Most Linux distributions, like Debian for example, provide pre-compiled versions of ATLAS tuned for the most common types of processor. You may therefore consider installing directly from the packaged version rather than compiling from scratch. For a Debian system running on a Pentium IV processor you can, for example, do
apt-get install atlas-sse2
apt-get install atlas-sse2-dev
We extract the files, move to the main directory and start the configuration
tar xvfj atlas3.6.0.tar.bz2
At this point, we have to answer some questions
Enter number at top left of screen : <put your value here>
Have you scoped the errata file? [y]: <return>
Are you ready to continue? [y]: <return>
At this point, the configuration check for your compiler. Most recent Linux distributions only come with gcc 4 installed. If it is your case, you will see a message telling you that “no pre-2.96 gcc” is installed and that it may lead to up to 50% performance loss. If you check this page, you will see that the problem has now been fixed. If you have the choice between gcc 3 and gcc 4, then pick gcc 3 because it has been more thoroughly tested. I personally did not see any significant difference between the two so far.
Stop ATLAS install? [y]: n
use express setup? [y]: <return>
Enter Architecture name (ARCH) [Linux_P4SSE2]: <return>
The next question asks for the maximum cache size. A rule of thumb is to put two times the size of your processor cache. If you are running Linux, this later value is generally explicitly written in /proc/cpuinfo. If you do not know, use the default value.

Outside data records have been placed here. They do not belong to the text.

use chrono::{Datelike, NaiveDate};

/// Age in whole years at `reference`: the year difference, minus one when
/// the anniversary has not yet occurred that year.
pub fn age_on(birth_date: NaiveDate, reference: NaiveDate) -> i32 {
    let years = reference.year() - birth_date.year();
    if (reference.month(), reference.day()) < (birth_date.month(), birth_date.day()) {
        years - 1
    } else {
        years
    }
}
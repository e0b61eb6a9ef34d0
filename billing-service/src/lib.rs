//! Hospital billing engine
//!
//! In-memory procedure catalogue, surgeries, invoices and patients with:
//! - search/filter over every list ([`ListQuery`])
//! - aggregate statistics and the dashboard summary
//! - complexity-based surgery pricing
//! - age calculation against a reference date
//! - status/complexity to badge mapping for list rows
//!
//! ```
//! use billing_service::{BillingService, BillingSettings, ListQuery};
//!
//! let service = BillingService::seeded(BillingSettings::default()).unwrap();
//! let overdue = service.list_invoices(&ListQuery::filter("Vencida"));
//! assert_eq!(overdue.len(), 1);
//! assert_eq!(service.invoice_stats().overdue_count, 1);
//! ```

pub mod age;
pub mod error;
pub mod filter;
pub mod models;
pub mod presentation;
pub mod pricing;
pub mod reporting;
pub mod seed;
pub mod service;
pub mod settings;
pub mod store;

pub use age::age_on;
pub use error::{BillingError, BillingResult};
pub use filter::{ListQuery, Searchable, ALL_FILTER};
pub use models::*;
pub use presentation::{Badge, Presentable, Presented, RowBadges};
pub use pricing::{final_value, MAX_CURRENCY};
pub use reporting::*;
pub use service::BillingService;
pub use settings::{AggregatePolicy, BillingSettings};
pub use store::BillingStore;
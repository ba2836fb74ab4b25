use axum::{
    async_trait,
    extract::{FromRequest, Multipart, Request},
    http::header::CONTENT_TYPE,
    Json,
};
use serde::{Deserialize, Deserializer, Serialize};
use time::OffsetDateTime;
use uuid::Uuid;

use crate::{
    error::AppError,
    images::UploadItem,
    returns::repo_types::ReturnRecord,
};

#[derive(Debug, Serialize)]
#[serde(rename_all = "camelCase")]
pub struct ReturnResponse {
    pub user_id: Uuid,
    pub return_id: i64,
    pub image: String,
    pub description: String,
    #[serde(with = "time::serde::rfc3339")]
    pub created_at: OffsetDateTime,
}

impl From<ReturnRecord> for ReturnResponse {
    fn from(r: ReturnRecord) -> Self {
        Self {
            user_id: r.user_id,
            return_id: r.return_id,
            image: r.image.as_str().to_owned(),
            description: r.description,
            created_at: r.created_at,
        }
    }
}

#[derive(Debug, Deserialize)]
#[serde(rename_all = "camelCase")]
pub struct ListQuery {
    #[serde(default, deserialize_with = "blank_as_none")]
    pub user_id: Option<Uuid>,
}

/// JSON form of a return submission.
#[derive(Debug, Deserialize)]
#[serde(rename_all = "camelCase")]
pub struct CreateReturnJson {
    #[serde(default)]
    pub description: String,
    pub image: Option<String>,
    #[serde(default, deserialize_with = "blank_as_none")]
    pub user_id: Option<Uuid>,
}

#[derive(Debug)]
pub enum ImageInput {
    Upload(UploadItem),
    DataUri(String),
}

/// A return submission from either a multipart form or a JSON body.
#[derive(Debug, Default)]
pub struct ReturnSubmission {
    pub description: String,
    pub image: Option<ImageInput>,
    pub owner_override: Option<Uuid>,
}

impl From<CreateReturnJson> for ReturnSubmission {
    fn from(body: CreateReturnJson) -> Self {
        Self {
            description: body.description,
            image: body
                .image
                .map(|s| s.trim().to_owned())
                .filter(|s| !s.is_empty())
                .map(ImageInput::DataUri),
            owner_override: body.user_id,
        }
    }
}

/// An empty `userId` means "not given", in query strings, JSON and form fields alike.
fn owner_from_str(raw: &str) -> Result<Option<Uuid>, uuid::Error> {
    let raw = raw.trim();
    if raw.is_empty() {
        return Ok(None);
    }
    Uuid::parse_str(raw).map(Some)
}

fn blank_as_none<'de, D>(de: D) -> Result<Option<Uuid>, D::Error>
where
    D: Deserializer<'de>,
{
    match Option::<String>::deserialize(de)? {
        None => Ok(None),
        Some(raw) => owner_from_str(&raw)
            .map_err(|_| serde::de::Error::custom("userId must be a UUID")),
    }
}

fn parse_owner(raw: &str) -> Result<Option<Uuid>, AppError> {
    owner_from_str(raw).map_err(|_| AppError::validation("userId must be a UUID"))
}

#[async_trait]
impl<S> FromRequest<S> for ReturnSubmission
where
    S: Send + Sync,
{
    type Rejection = AppError;

    async fn from_request(req: Request, state: &S) -> Result<Self, Self::Rejection> {
        let is_multipart = req
            .headers()
            .get(CONTENT_TYPE)
            .and_then(|v| v.to_str().ok())
            .map(|ct| ct.starts_with("multipart/form-data"))
            .unwrap_or(false);

        if !is_multipart {
            let Json(body) = Json::<CreateReturnJson>::from_request(req, state).await?;
            return Ok(body.into());
        }

        let mut mp = Multipart::from_request(req, state).await?;
        let mut sub = ReturnSubmission::default();
        while let Some(field) = mp.next_field().await? {
            let name = field.name().unwrap_or_default().to_string();
            match name.as_str() {
                "description" => sub.description = field.text().await?,
                "userId" => sub.owner_override = parse_owner(&field.text().await?)?,
                "image" => {
                    let content_type = field
                        .content_type()
                        .unwrap_or("application/octet-stream")
                        .to_string();
                    let file_name = field.file_name().map(str::to_string);
                    let body = field.bytes().await?;
                    if file_name.is_none() && !body.is_empty() {
                        // a plain text part named "image" carries a data URI
                        let text = String::from_utf8(body.to_vec())
                            .map_err(|_| AppError::validation("Image field is not valid text"))?;
                        sub.image = Some(ImageInput::DataUri(text.trim().to_owned()));
                    } else if !body.is_empty() {
                        sub.image = Some(ImageInput::Upload(UploadItem {
                            body,
                            content_type,
                            file_name,
                        }));
                    }
                }
                _ => {}
            }
        }
        Ok(sub)
    }
}
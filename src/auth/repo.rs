use anyhow::Context;
use async_trait::async_trait;
use sqlx::PgPool;
use thiserror::Error;
use uuid::Uuid;

use crate::auth::repo_types::{NewUser, User, UserRow};

#[derive(Debug, Error)]
pub enum CreateUserError {
    #[error("username already taken")]
    UsernameTaken,
    #[error(transparent)]
    Other(#[from] anyhow::Error),
}

#[async_trait]
pub trait UserRepo: Send + Sync {
    /// Inserts a user; a duplicate username must fail with `UsernameTaken`
    /// even when two inserts race.
    async fn create(&self, new: NewUser<'_>) -> Result<User, CreateUserError>;
    async fn find_by_username(&self, username: &str) -> anyhow::Result<Option<User>>;
    async fn find_by_id(&self, id: Uuid) -> anyhow::Result<Option<User>>;
}

#[async_trait]
impl UserRepo for PgPool {
    async fn create(&self, new: NewUser<'_>) -> Result<User, CreateUserError> {
        let row = sqlx::query_as::<_, UserRow>(
            r#"
            INSERT INTO users (id, username, password_hash, role)
            VALUES ($1, $2, $3, $4)
            RETURNING id, username, password_hash, role, created_at
            "#,
        )
        .bind(Uuid::new_v4())
        .bind(new.username)
        .bind(new.password_hash)
        .bind(new.role.as_str())
        .fetch_one(self)
        .await
        .map_err(|e| match e {
            sqlx::Error::Database(ref db) if db.is_unique_violation() => {
                CreateUserError::UsernameTaken
            }
            other => CreateUserError::Other(anyhow::Error::new(other).context("insert user")),
        })?;
        Ok(User::try_from(row)?)
    }

    async fn find_by_username(&self, username: &str) -> anyhow::Result<Option<User>> {
        let row = sqlx::query_as::<_, UserRow>(
            r#"
            SELECT id, username, password_hash, role, created_at
            FROM users
            WHERE username = $1
            "#,
        )
        .bind(username)
        .fetch_optional(self)
        .await
        .context("find user by username")?;
        row.map(User::try_from).transpose()
    }

    async fn find_by_id(&self, id: Uuid) -> anyhow::Result<Option<User>> {
        let row = sqlx::query_as::<_, UserRow>(
            r#"
            SELECT id, username, password_hash, role, created_at
            FROM users
            WHERE id = $1
            "#,
        )
        .bind(id)
        .fetch_optional(self)
        .await
        .context("find user by id")?;
        row.map(User::try_from).transpose()
    }
}
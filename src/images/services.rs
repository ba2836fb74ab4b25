use anyhow::Context;
use base64ct::{Base64, Encoding};
use bytes::Bytes;
use lazy_static::lazy_static;
use regex::Regex;
use uuid::Uuid;

use crate::{
    error::{AppError, AppResult},
    state::AppState,
};

/// A file received through multipart upload.
#[derive(Debug)]
pub struct UploadItem {
    pub body: Bytes,
    pub content_type: String,
    pub file_name: Option<String>,
}

/// Parsed `data:image/...;base64,...` string.
#[derive(Debug, PartialEq, Eq)]
pub struct DataUri<'a> {
    pub mime: &'a str,
    pub decoded_len: usize,
}

lazy_static! {
    static ref DATA_URI_RE: Regex =
        Regex::new(r"(?s)^data:(image/[A-Za-z0-9.+-]+)(?:;[^;,]+)*;base64,(.+)$").unwrap();
}

/// Accepts only base64 image data URIs whose payload actually decodes.
/// Media-type parameters are allowed and whitespace inside the payload is ignored.
pub fn parse_data_uri(raw: &str) -> AppResult<DataUri<'_>> {
    let invalid = || {
        AppError::validation("Image must be a data:image/<type>;base64,<payload> URI")
    };
    let caps = DATA_URI_RE.captures(raw).ok_or_else(invalid)?;
    let (Some(mime), Some(payload)) = (caps.get(1), caps.get(2)) else {
        return Err(invalid());
    };
    let payload: String = payload
        .as_str()
        .chars()
        .filter(|c| !c.is_ascii_whitespace())
        .collect();
    let decoded = Base64::decode_vec(&payload).map_err(|_| invalid())?;
    if decoded.is_empty() {
        return Err(invalid());
    }
    Ok(DataUri {
        mime: mime.as_str(),
        decoded_len: decoded.len(),
    })
}

/// Writes an uploaded image and returns its storage key.
pub async fn store_upload(st: &AppState, user_id: Uuid, item: UploadItem) -> AppResult<String> {
    if !item.content_type.starts_with("image/") {
        return Err(AppError::validation("Only image uploads are accepted"));
    }
    if item.body.is_empty() {
        return Err(AppError::validation("Uploaded image is empty"));
    }

    let ext = ext_from_mime(&item.content_type)
        .or_else(|| item.file_name.as_deref().and_then(ext_from_file_name))
        .unwrap_or("bin");
    let key = format!("returns/{}/{}.{}", user_id, Uuid::new_v4(), ext);

    st.storage
        .put_object(&key, item.body, &item.content_type)
        .await
        .with_context(|| format!("put_object {}", key))?;

    tracing::info!(%user_id, key = %key, "return image uploaded");
    Ok(key)
}

fn ext_from_mime(ct: &str) -> Option<&'static str> {
    match ct {
        "image/jpeg" | "image/jpg" => Some("jpg"),
        "image/png" => Some("png"),
        "image/webp" => Some("webp"),
        "image/gif" => Some("gif"),
        "image/heic" => Some("heic"),
        _ => None,
    }
}

fn ext_from_file_name(name: &str) -> Option<&'static str> {
    let (_, ext) = name.rsplit_once('.')?;
    match ext.to_ascii_lowercase().as_str() {
        "jpg" | "jpeg" => Some("jpg"),
        "png" => Some("png"),
        "webp" => Some("webp"),
        "gif" => Some("gif"),
        "heic" => Some("heic"),
        _ => None,
    }
}

#[cfg(test)]
mod image_tests {
    use super::*;
    use crate::config::AppConfig;

    // 1x1 transparent png
    const PNG_B64: &str = "iVBORw0KGgoAAAANSUhEUgAAAAEAAAABCAYAAAAfFcSJAAAADUlEQVR42mNkYPhfDwAChwGA60e6kgAAAABJRU5ErkJggg==";

    #[test]
    fn test_ext_from_mime() {
        assert_eq!(ext_from_mime("image/jpeg"), Some("jpg"));
        assert_eq!(ext_from_mime("image/jpg"), Some("jpg"));
        assert_eq!(ext_from_mime("image/png"), Some("png"));
        assert_eq!(ext_from_mime("image/webp"), Some("webp"));
        assert_eq!(ext_from_mime("image/heic"), Some("heic"));
        assert_eq!(ext_from_mime("application/octet-stream"), None);
        assert_eq!(ext_from_file_name("Receipt.JPEG"), Some("jpg"));
        assert_eq!(ext_from_file_name("noext"), None);
    }

    #[test]
    fn data_uri_accepts_base64_image() {
        let raw = format!("data:image/png;base64,{}", PNG_B64);
        let parsed = parse_data_uri(&raw).unwrap();
        assert_eq!(parsed.mime, "image/png");
        assert!(parsed.decoded_len > 0);
    }

    #[test]
    fn data_uri_allows_parameters_and_wrapped_payload() {
        let (head, tail) = PNG_B64.split_at(40);
        for raw in [
            format!("data:image/png;charset=utf-8;base64,{}", PNG_B64),
            format!("data:image/png;name=box.png;base64,{}\r\n{}", head, tail),
            format!("data:image/png;base64,{}\n{}\n", head, tail),
        ] {
            let parsed = parse_data_uri(&raw).unwrap();
            assert_eq!(parsed.mime, "image/png", "{:?}", raw);
        }
    }

    #[test]
    fn data_uri_rejects_other_shapes() {
        for raw in [
            "",
            "https://example.com/a.png",
            "data:text/plain;base64,aGVsbG8=",
            "data:image/png,rawbytes",
            "data:image/png;base64,",
            "data:image/png;base64,abc",
            "data:image/png;base64,  \n ",
            "data:image/png;base64,not*base64",
        ] {
            let err = parse_data_uri(raw).unwrap_err();
            assert!(matches!(err, AppError::Validation { .. }), "{:?}", raw);
        }
    }

    async fn state_with_tempdir(dir: &std::path::Path) -> AppState {
        let dir = dir.to_string_lossy().into_owned();
        let config = AppConfig::from_lookup(|k| match k {
            "JWT_SECRET" => Some("test-secret".into()),
            "UPLOAD_DIR" => Some(dir.clone()),
            _ => None,
        })
        .unwrap();
        AppState::in_memory(config).await.unwrap()
    }

    #[tokio::test]
    async fn store_upload_writes_under_user_prefix() {
        let dir = tempfile::tempdir().unwrap();
        let st = state_with_tempdir(dir.path()).await;
        let user = Uuid::new_v4();
        let key = store_upload(
            &st,
            user,
            UploadItem {
                body: Bytes::from_static(b"\x89PNG"),
                content_type: "image/png".into(),
                file_name: Some("box.png".into()),
            },
        )
        .await
        .unwrap();

        assert!(key.starts_with(&format!("returns/{}/", user)));
        assert!(key.ends_with(".png"));
        assert!(dir.path().join(&key).exists());
        assert!(st.storage.public_url(&key).ends_with(&format!("/uploads/{}", key)));
    }

    #[tokio::test]
    async fn store_upload_rejects_non_images() {
        let dir = tempfile::tempdir().unwrap();
        let st = state_with_tempdir(dir.path()).await;
        let err = store_upload(
            &st,
            Uuid::new_v4(),
            UploadItem {
                body: Bytes::from_static(b"MZ"),
                content_type: "application/octet-stream".into(),
                file_name: Some("setup.exe".into()),
            },
        )
        .await
        .unwrap_err();
        assert!(matches!(err, AppError::Validation { .. }));
    }
}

Enter Maximum cache size (KB) : 2048
Enter File creation delay in seconds : <return>
Tune the Level 1 BLAS? [y]: <return>
If everything goes normaly, you are eventually asked to start the compilation with a command similar to
make install arch=Linux_P4SSE2
The compilation takes a while, even on a recent machine. So be patient.
Once the compilation is finished, you can install the necessary files into the location of your choice. I generally prefer installing things I compile myself into /usr/local.